Manually implementing backpropagation to prove that I know how it works

Timespan: March 2019

Published: 2019-09-27

When I first completed Andrew Ng's course, I realized that the coding homeworks had babied me. The structure was already in-place, the matrix operations were trivial in MATLAB, and I didn't really have to understand how the backprop algorithm worked in order to implement it in the exercises. To prove to myself that I knew how to do it, I needed to implement it myself, with only a little help from Python and numpy.

Also, for whatever reason, implementing machine learning in PyTorch was trivial and unimpressive to a lot of people. That kind of peeved me, since tuning hyperparameters is no trivial task. Staging layers for CNNs was also not easy to figure out.

I started by watching 3Blue1Brown's video on the backprop algorithm, which really helped me understand what order to do the math in. I wrote a ReLU function in Python, then either imported or created all the variables (a', z, etc.) and multiplied a bunch of matrices together. I trained on the MNIST handwritten digits dataset, and got 86% accuracy on the test set after validating on a 20% subset.

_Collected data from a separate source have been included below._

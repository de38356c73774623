//! Which asset, if any, is open in the detail popup
//!
//! Holds a name only. The record is looked up in the current catalog at render
//! time, and a refresh that no longer carries the name dismisses the popup.

use super::{catalog::Catalog, types::AssetRecord};

#[derive(Debug, Clone, Default, PartialEq, Eq)]
pub struct SelectionState {
    selected: Option<String>,
}

impl SelectionState {
    pub fn new() -> Self {
        Self::default()
    }

    pub fn select(&mut self, name: impl Into<String>) {
        self.selected = Some(name.into());
    }

    pub fn clear(&mut self) {
        self.selected = None;
    }

    pub fn selected(&self) -> Option<&str> {
        self.selected.as_deref()
    }

    pub fn is_open(&self) -> bool {
        self.selected.is_some()
    }

    /// Current record for the selected name, if the catalog still has it
    pub fn resolve<'a>(&self, catalog: &'a Catalog) -> Option<&'a AssetRecord> {
        self.selected.as_deref().and_then(|name| catalog.get(name))
    }

    /// Auto-dismiss when the selected asset vanished from a new snapshot.
    /// Returns true if the selection was cleared.
    pub fn reconcile(&mut self, catalog: &Catalog) -> bool {
        match self.selected.as_deref() {
            Some(name) if !catalog.contains(name) => {
                self.selected = None;
                true
            }
            _ => false,
        }
    }
}
/// Shared modules for the funding heatmap
pub mod browser;
pub mod catalog;
pub mod classify;
pub mod client;
pub mod config;
pub mod error;
pub mod format;
pub mod scheduler;
pub mod selection;
pub mod state;
pub mod threshold;
pub mod types;
pub mod widget;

This post is short because the code is not very neat to look at or think about. Machine learning really is just a bunch of matrices multiplying themselves. I meant to implement gradient checking to make sure I had taken the derivatives properly, but I was much too lazy. This whole project took about 8 hours, and doing the same thing in PyTorch would have taken less than 1. I just thought it was a fun, personal challenge, and now will never take PyTorch for granted again.